Dans la continuité de ce travail, nous avons montré que l’injection intracérébroventriculaire (ICV) du vecteur dbAAV9 exprimant la protéine sous le contrôle du promoteur ubiquitaire Phosphoglycérate Kinase (AAV9-PGK-SMN) permettait une augmentation de la moyenne de survie des souris SMNdelta7 par rapport aux animaux injectés en (IV). Cet effet thérapeutique est lié à une forte transduction des neurones moteurs mais également des tissus et organes périphériques, tels que le muscle, le cœur et le foie.
Afin de déterminer la contribution respective de l’expression de SMN dans les neurones et/ou dans les organes périphériques sur la survie des souris SMNdelta7, nous avons conçu un nouveau vecteur dbAAV9, exprimant SMN sous le contrôle du promoteur neuro-spécifique Synapsine (AAV9-SYN-SMN). Nous avons ainsi comparé l’effet thérapeutique de ce nouveau vecteur injecté en ICV à celui de l’AAV9-PGK-SMN injecté en ICV ou en IV, chez des souris SMNdelta7.
Quels résultats ont été obtenus ?
Nos données ont montré que la ré-expression de la production de SMN dans les neurones, y compris dans les MN, ne permettait qu’une amélioration partielle des souris SMNdelta7. Ces travaux ont également montré l’importance de la ré-expression de SMN dans les organes périphériques, tels que les muscles squelettiques, le cœur et le foie.
De manière intéressante, les souris traitées avec l’AAV9-PGK-SMN par injection IV ou ICV ont survécu beaucoup plus longtemps que les animaux traités en ICV avec l’AAV9-SYN-SMN, bien que des niveaux similaires de SMN aient été retrouvés dans les tissus du SNC entre les animaux traités en IV avec l’AAV9-PGK-SMN et ceux traités en ICV avec l’AAV9-SYN-SMN.
Nous avons également démontré que l’injection ICV d’AAV9-PGK-SMN était supérieure à l’administration systémique du même vecteur, en permettant une expression de SMN à des niveaux supérieurs à ceux des animaux sains dans les organes du SNC et en rétablissant l’expression de SMN dans la périphérie.

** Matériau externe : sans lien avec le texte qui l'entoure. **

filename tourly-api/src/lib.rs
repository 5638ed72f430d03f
use axum::{
    extract::{ConnectInfo, Request, State},
    http::Method,
    middleware::Next,
    response::{IntoResponse, Response},
    routing::get,
    Json, Router,
};
use serde_json::json;
use std::net::SocketAddr;
use tower_http::cors::CorsLayer;
use tower_http::trace::TraceLayer;

pub mod admin;
pub mod auth;
pub mod bookings;
pub mod error;
pub mod middleware;
pub mod state;
pub mod tours;

pub use error::AppError;
pub use state::AppState;

const RATE_LIMIT_WINDOW_SECONDS: i64 = 60;

pub fn app(state: AppState) -> Router {
    // CORS Middleware
    let cors = CorsLayer::new()
        .allow_origin(tower_http::cors::Any)
        .allow_methods([Method::GET, Method::POST, Method::PUT, Method::DELETE, Method::OPTIONS])
        .allow_headers([
            axum::http::header::AUTHORIZATION,
            axum::http::header::CONTENT_TYPE,
            axum::http::header::USER_AGENT,
        ]);

    Router::new()
        .route("/api/health", get(health))
        .merge(tours::routes())
        .merge(auth::routes(state.clone()))
        .merge(bookings::routes(state.clone()))
        .merge(admin::routes(state.clone()))
        .layer(axum::middleware::from_fn_with_state(state.clone(), request_timeout))
        .layer(axum::middleware::from_fn_with_state(state.clone(), rate_limit_middleware))
        .layer(cors)
        .layer(TraceLayer::new_for_http())
        .with_state(state)
}

async fn health() -> impl IntoResponse {
    Json(json!({ "status": "ok" }))
}

async fn request_timeout(State(state): State<AppState>, req: Request, next: Next) -> Response {
    match tokio::time::timeout(state.request_timeout, next.run(req)).await {
        Ok(response) => response,
        Err(_) => {
            tracing::warn!(timeout = ?state.request_timeout, "Request timed out");
            AppError::Timeout.into_response()
        }
    }
}

/// Per-IP fixed window. Skipped without Redis or a peer address; fails open on Redis errors.
async fn rate_limit_middleware(
    State(state): State<AppState>,
    req: Request,
    next: Next,
) -> Result<Response, AppError> {
    let (Some(limit), Some(ConnectInfo(addr))) = (
        state.rate_limit.as_ref(),
        req.extensions().get::<ConnectInfo<SocketAddr>>().copied(),
    ) else {
        return Ok(next.run(req).await);
    };

    let key = format!("ratelimit:{}", addr.ip());
    match limit
        .redis
        .check_rate_limit(&key, limit.per_minute, RATE_LIMIT_WINDOW_SECONDS)
        .await
    {
        Ok(true) => Ok(next.run(req).await),
        Ok(false) => Err(AppError::RateLimited),
        Err(e) => {
            tracing::warn!(error = %e, "Rate limiter unavailable, allowing request");
            Ok(next.run(req).await)
        }
    }
}
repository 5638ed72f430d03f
use axum::{
    http::StatusCode,
    response::{IntoResponse, Response},
    Json,
};
use serde_json::json;
use tourly_booking::BookingError;
use tourly_catalog::CatalogError;
use tourly_core::CoreError;

#[derive(Debug, thiserror::Error)]
pub enum AppError {
    #[error("{0}")]
    AuthenticationError(String),
    #[error("{0}")]
    AuthorizationError(String),
    #[error("{0}")]
    ValidationError(String),
    #[error("{0}")]
    NotFoundError(String),
    #[error("{0}")]
    ConflictError(String),
    #[error("Request timed out")]
    Timeout,
    #[error("Rate limit exceeded")]
    RateLimited,
    #[error(transparent)]
    Anyhow(#[from] anyhow::Error),
}

impl IntoResponse for AppError {
    fn into_response(self) -> Response {
        let (status, error_message) = match self {
            AppError::AuthenticationError(msg) => (StatusCode::UNAUTHORIZED, msg),
            AppError::AuthorizationError(msg) => (StatusCode::FORBIDDEN, msg),
            AppError::ValidationError(msg) => (StatusCode::BAD_REQUEST, msg),
            AppError::NotFoundError(msg) => (StatusCode::NOT_FOUND, msg),
            AppError::ConflictError(msg) => (StatusCode::CONFLICT, msg),
            AppError::Timeout => (StatusCode::REQUEST_TIMEOUT, "Request timed out".to_string()),
            AppError::RateLimited => (StatusCode::TOO_MANY_REQUESTS, "Rate limit exceeded".to_string()),
            AppError::Anyhow(err) => {
                tracing::error!("Internal Server Error: {:#}", err);
                (StatusCode::INTERNAL_SERVER_ERROR, "Internal Server Error".to_string())
            }
        };

        let body = Json(json!({
            "success": false,
            "error": error_message,
        }));

        (status, body).into_response()
    }
}

impl From<BookingError> for AppError {
    fn from(err: BookingError) -> Self {
        match err {
            BookingError::TourNotFound(_) | BookingError::BookingNotFound(_) => {
                AppError::NotFoundError(err.to_string())
            }
            BookingError::InvalidDate
            | BookingError::InsufficientInventory { .. }
            | BookingError::GuestCountMismatch { .. }
            | BookingError::InvalidGuestData(_)
            | BookingError::InvalidStatus(_) => AppError::ValidationError(err.to_string()),
            BookingError::InvalidTransition { .. } => AppError::ConflictError(err.to_string()),
            BookingError::Store(e) => AppError::Anyhow(e.into()),
        }
    }
}

impl From<CatalogError> for AppError {
    fn from(err: CatalogError) -> Self {
        match err {
            CatalogError::NotFound(_) => AppError::NotFoundError("Tour not found".to_string()),
            CatalogError::InvalidTour(msg) => AppError::ValidationError(msg),
            CatalogError::TourInUse(_) | CatalogError::Conflict(_) => AppError::ConflictError(err.to_string()),
            CatalogError::Store(e) => AppError::Anyhow(e.into()),
        }
    }
}

impl From<CoreError> for AppError {
    fn from(err: CoreError) -> Self {
        match err {
            CoreError::ValidationError(msg) => AppError::ValidationError(msg),
            CoreError::ConflictError(msg) => AppError::ConflictError(msg),
            CoreError::NotFound(msg) => AppError::NotFoundError(msg),
            CoreError::IdentityError(msg) => AppError::AuthenticationError(msg),
            CoreError::InternalError(msg) => AppError::Anyhow(anyhow::anyhow!(msg)),
            CoreError::Store(e) => AppError::Anyhow(e.into()),
        }
    }
}
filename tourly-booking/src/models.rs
use chrono::{DateTime, Utc};
use serde::{Deserialize, Serialize};
use std::fmt;
use std::str::FromStr;
use tourly_catalog::{PriceQuote, TourSummary};
use tourly_core::{CustomerInfo, EmergencyContact, GuestDetails, PaymentStatus, UserSummary};
use uuid::Uuid;

/// Booking status in the lifecycle
#[derive(Debug, Clone, Copy, Serialize, Deserialize, PartialEq, Eq, Hash)]
#[serde(rename_all = "lowercase")]
pub enum BookingStatus {
    Pending,
    Confirmed,
    Cancelled,
    Completed,
}

impl BookingStatus {
    pub const ALL: [BookingStatus; 4] = [
        BookingStatus::Pending,
        BookingStatus::Confirmed,
        BookingStatus::Cancelled,
        BookingStatus::Completed,
    ];

    pub fn as_str(&self) -> &'static str {
        match self {
            BookingStatus::Pending => "pending",
            BookingStatus::Confirmed => "confirmed",
            BookingStatus::Cancelled => "cancelled",
            BookingStatus::Completed => "completed",
        }
    }

    /// Active bookings hold seats and keep their tour from being deleted.
    pub fn is_active(&self) -> bool {
        matches!(self, BookingStatus::Pending | BookingStatus::Confirmed)
    }

    /// Transition table:
    ///
    /// ```text
    /// pending   -> confirmed | cancelled
    /// confirmed -> completed | cancelled
    /// ```
    ///
    /// `cancelled` and `completed` are terminal.
    pub fn can_transition_to(&self, next: BookingStatus) -> bool {
        matches!(
            (self, next),
            (BookingStatus::Pending, BookingStatus::Confirmed)
                | (BookingStatus::Pending, BookingStatus::Cancelled)
                | (BookingStatus::Confirmed, BookingStatus::Completed)
                | (BookingStatus::Confirmed, BookingStatus::Cancelled)
        )
    }

    /// Word used in the admin-facing outcome message.
    pub fn outcome_word(&self) -> &'static str {
        match self {
            BookingStatus::Confirmed => "approved",
            other => other.as_str(),
        }
    }
}

impl fmt::Display for BookingStatus {
    fn fmt(&self, f: &mut fmt::Formatter<'_>) -> fmt::Result {
        f.write_str(self.as_str())
    }
}

impl FromStr for BookingStatus {
    type Err = String;

    fn from_str(s: &str) -> Result<Self, Self::Err> {
        BookingStatus::ALL
            .into_iter()
            .find(|status| status.as_str() == s)
            .ok_or_else(|| format!("unknown booking status: {}", s))
    }
}

/// A reservation of seats on one tour by one user
#[derive(Debug, Clone, Serialize, Deserialize, PartialEq)]
#[serde(rename_all = "camelCase")]
pub struct Booking {
    pub id: Uuid,
    pub user_id: Uuid,
    pub tour_id: Uuid,
    pub tour_date: DateTime<Utc>,
    pub number_of_guests: u32,
    /// Frozen at creation from the tour price.
    pub total_amount: f64,
    pub status: BookingStatus,
    pub payment_status: PaymentStatus,
    pub guests: Vec<GuestDetails>,
    pub customer_info: CustomerInfo,
    #[serde(default, skip_serializing_if = "Option::is_none")]
    pub emergency_contact: Option<EmergencyContact>,
    #[serde(default, skip_serializing_if = "Option::is_none")]
    pub special_requests: Option<String>,
    pub booking_reference: String,
    pub created_at: DateTime<Utc>,
    pub updated_at: DateTime<Utc>,
}

impl Booking {
    /// A fresh `pending` booking built from a validated request.
    pub fn new(request: &BookingRequest, quote: &PriceQuote, booking_reference: String) -> Self {
        let now = Utc::now();
        Self {
            id: Uuid::new_v4(),
            user_id: request.user_id,
            tour_id: request.tour_id,
            tour_date: request.tour_date,
            number_of_guests: request.number_of_guests,
            total_amount: quote.total_amount,
            status: BookingStatus::Pending,
            payment_status: PaymentStatus::Pending,
            guests: request.guests.clone(),
            customer_info: request.customer_info.clone(),
            emergency_contact: request.emergency_contact.clone(),
            special_requests: request
                .special_requests
                .as_ref()
                .map(|s| s.trim().to_string())
                .filter(|s| !s.is_empty()),
            booking_reference,
            created_at: now,
            updated_at: now,
        }
    }
}

/// Everything needed to create a booking. `user_id` comes from the caller's credential.
#[derive(Debug, Clone)]
pub struct BookingRequest {
    pub user_id: Uuid,
    pub tour_id: Uuid,
    pub number_of_guests: u32,
    pub tour_date: DateTime<Utc>,
    pub customer_info: CustomerInfo,
    pub guests: Vec<GuestDetails>,
    pub special_requests: Option<String>,
    pub emergency_contact: Option<EmergencyContact>,
}

/// A booking with its tour snapshot, as returned to callers.
#[derive(Debug, Clone, Serialize, PartialEq)]
#[serde(rename_all = "camelCase")]
pub struct BookingView {
    #[serde(flatten)]
    pub booking: Booking,
    /// `None` once the tour has been removed from the catalog.
    pub tour_package: Option<TourSummary>,
    /// The booking owner; `None` once the account is deleted.
    pub user: Option<UserSummary>,
}
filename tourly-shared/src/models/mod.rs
pub mod events;
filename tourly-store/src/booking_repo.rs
use async_trait::async_trait;
use chrono::{DateTime, Utc};
use sqlx::types::Json;
use sqlx::PgPool;
use tourly_booking::{Booking, BookingRepository, BookingStatus};
use tourly_core::{CustomerInfo, EmergencyContact, GuestDetails, StoreError, StoreResult};
use uuid::Uuid;

use crate::database::store_error;

pub struct PgBookingRepository {
    pool: PgPool,
}

impl PgBookingRepository {
    pub fn new(pool: PgPool) -> Self {
        Self { pool }
    }
}

const BOOKING_COLUMNS: &str = "id, user_id, tour_id, tour_date, number_of_guests, total_amount, status, \
     payment_status, guests, customer_info, emergency_contact, special_requests, booking_reference, \
     created_at, updated_at";

// Guest and contact records are stored as JSONB documents.
#[derive(sqlx::FromRow)]
struct BookingRow {
    id: Uuid,
    user_id: Uuid,
    tour_id: Uuid,
    tour_date: DateTime<Utc>,
    number_of_guests: i32,
    total_amount: f64,
    status: String,
    payment_status: String,
    guests: Json<Vec<GuestDetails>>,
    customer_info: Json<CustomerInfo>,
    emergency_contact: Option<Json<EmergencyContact>>,
    special_requests: Option<String>,
    booking_reference: String,
    created_at: DateTime<Utc>,
    updated_at: DateTime<Utc>,
}

impl TryFrom<BookingRow> for Booking {
    type Error = StoreError;

    fn try_from(row: BookingRow) -> Result<Self, Self::Error> {
        Ok(Booking {
            id: row.id,
            user_id: row.user_id,
            tour_id: row.tour_id,
            tour_date: row.tour_date,
            number_of_guests: u32::try_from(row.number_of_guests).map_err(StoreError::backend)?,
            total_amount: row.total_amount,
            status: row.status.parse().map_err(StoreError::backend)?,
            payment_status: row.payment_status.parse().map_err(StoreError::backend)?,
            guests: row.guests.0,
            customer_info: row.customer_info.0,
            emergency_contact: row.emergency_contact.map(|c| c.0),
            special_requests: row.special_requests,
            booking_reference: row.booking_reference,
            created_at: row.created_at,
            updated_at: row.updated_at,
        })
    }
}

fn into_bookings(rows: Vec<BookingRow>) -> StoreResult<Vec<Booking>> {
    rows.into_iter().map(Booking::try_from).collect()
}

#[async_trait]
impl BookingRepository for PgBookingRepository {
    async fn insert_booking(&self, booking: &Booking) -> StoreResult<bool> {
        let guests = i32::try_from(booking.number_of_guests).map_err(StoreError::backend)?;

        let mut tx = self.pool.begin().await.map_err(store_error)?;

        // Held until commit; a concurrent tour delete waits on it.
        let tour: Option<Uuid> = sqlx::query_scalar("SELECT id FROM tours WHERE id = $1 FOR SHARE")
            .bind(booking.tour_id)
            .fetch_optional(&mut *tx)
            .await
            .map_err(store_error)?;

        if tour.is_none() {
            return Ok(false);
        }

        sqlx::query(
            r#"
            INSERT INTO bookings (id, user_id, tour_id, tour_date, number_of_guests, total_amount, status,
                                  payment_status, guests, customer_info, emergency_contact, special_requests,
                                  booking_reference, created_at, updated_at)
            VALUES ($1, $2, $3, $4, $5, $6, $7, $8, $9, $10, $11, $12, $13, $14, $15)
            "#,
        )
        .bind(booking.id)
        .bind(booking.user_id)
        .bind(booking.tour_id)
        .bind(booking.tour_date)
        .bind(guests)
        .bind(booking.total_amount)
        .bind(booking.status.as_str())
        .bind(booking.payment_status.as_str())
        .bind(Json(&booking.guests))
        .bind(Json(&booking.customer_info))
        .bind(booking.emergency_contact.as_ref().map(Json))
        .bind(&booking.special_requests)
        .bind(&booking.booking_reference)
        .bind(booking.created_at)
        .bind(booking.updated_at)
        .execute(&mut *tx)
        .await
        .map_err(store_error)?;

        tx.commit().await.map_err(store_error)?;
        Ok(true)
    }

    async fn fetch_booking(&self, id: Uuid) -> StoreResult<Option<Booking>> {
        sqlx::query_as::<_, BookingRow>(&format!("SELECT {BOOKING_COLUMNS} FROM bookings WHERE id = $1"))
            .bind(id)
            .fetch_optional(&self.pool)
            .await
            .map_err(store_error)?
            .map(Booking::try_from)
            .transpose()
    }

    async fn list_bookings_for_user(&self, user_id: Uuid) -> StoreResult<Vec<Booking>> {
        let rows = sqlx::query_as::<_, BookingRow>(&format!(
            "SELECT {BOOKING_COLUMNS} FROM bookings WHERE user_id = $1 ORDER BY created_at DESC"
        ))
        .bind(user_id)
        .fetch_all(&self.pool)
        .await
        .map_err(store_error)?;

        into_bookings(rows)
    }

    async fn list_bookings(&self) -> StoreResult<Vec<Booking>> {
        let rows = sqlx::query_as::<_, BookingRow>(&format!(
            "SELECT {BOOKING_COLUMNS} FROM bookings ORDER BY created_at DESC"
        ))
        .fetch_all(&self.pool)
        .await
        .map_err(store_error)?;

        into_bookings(rows)
    }

    async fn update_booking_status(
        &self,
        id: Uuid,
        expected: BookingStatus,
        next: BookingStatus,
    ) -> StoreResult<Option<Booking>> {
        sqlx::query_as::<_, BookingRow>(&format!(
            r#"
            UPDATE bookings
            SET status = $3, updated_at = NOW()
            WHERE id = $1 AND status = $2
            RETURNING {BOOKING_COLUMNS}
            "#
        ))
        .bind(id)
        .bind(expected.as_str())
        .bind(next.as_str())
        .fetch_optional(&self.pool)
        .await
        .map_err(store_error)?
        .map(Booking::try_from)
        .transpose()
    }

    async fn delete_booking(&self, id: Uuid) -> StoreResult<Option<Booking>> {
        sqlx::query_as::<_, BookingRow>(&format!(
            "DELETE FROM bookings WHERE id = $1 RETURNING {BOOKING_COLUMNS}"
        ))
        .bind(id)
        .fetch_optional(&self.pool)
        .await
        .map_err(store_error)?
        .map(Booking::try_from)
        .transpose()
    }
}
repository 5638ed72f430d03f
use chrono::{DateTime, NaiveDate, Utc};
use serde::{Deserialize, Deserializer};

/// Parses a tour date sent by a client.
///
/// Accepts RFC 3339 timestamps (`2026-11-02T09:30:00.000Z`) and bare calendar
/// dates (`2026-11-02`, read as midnight UTC).
pub fn parse_tour_date(raw: &str) -> Option<DateTime<Utc>> {
    let raw = raw.trim();
    if let Ok(dt) = DateTime::parse_from_rfc3339(raw) {
        return Some(dt.with_timezone(&Utc));
    }
    NaiveDate::parse_from_str(raw, "%Y-%m-%d")
        .ok()
        .and_then(|d| d.and_hms_opt(0, 0, 0))
        .map(|naive| naive.and_utc())
}

/// Two instants fall on the same UTC calendar day.
pub fn same_calendar_day(a: &DateTime<Utc>, b: &DateTime<Utc>) -> bool {
    a.date_naive() == b.date_naive()
}

/// `deserialize_with` helper for a single tour date.
pub fn deserialize_tour_date<'de, D>(deserializer: D) -> Result<DateTime<Utc>, D::Error>
where
    D: Deserializer<'de>,
{
    let raw = String::deserialize(deserializer)?;
    parse_tour_date(&raw)
        .ok_or_else(|| serde::de::Error::custom(format!("invalid date: {}", raw)))
}

/// `deserialize_with` helper for a list of tour dates.
pub fn deserialize_tour_dates<'de, D>(deserializer: D) -> Result<Vec<DateTime<Utc>>, D::Error>
where
    D: Deserializer<'de>,
{
    let raw: Vec<String> = Vec::deserialize(deserializer)?;
    raw.iter()
        .map(|value| {
            parse_tour_date(value)
                .ok_or_else(|| serde::de::Error::custom(format!("invalid date: {}", value)))
        })
        .collect()
}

Quelles conclusions peut-on en tirer et quels bénéfices ont pu être mesurés pour les patients ?
L’ensemble de ces résultats démontrent que l’expression neuro-spécifique de SMN est nécessaire, mais n’est pas suffisante pour permettre une survie des souris SMA et témoignent donc du rôle crucial de SMN dans les organes périphériques. Des travaux complémentaires sont nécessaires pour comprendre les besoins spécifiques en SMN dans chaque organe et au cours du développement. Des études combinant les propriétés de ciblages des vecteurs AAV avec des promoteurs spécifiques pourraient répondre à ces questions. Les efforts de recherche dans ce domaine permettront un jour de pouvoir développer des traitements adaptés et spécifiques à chaque patient atteint de SMA.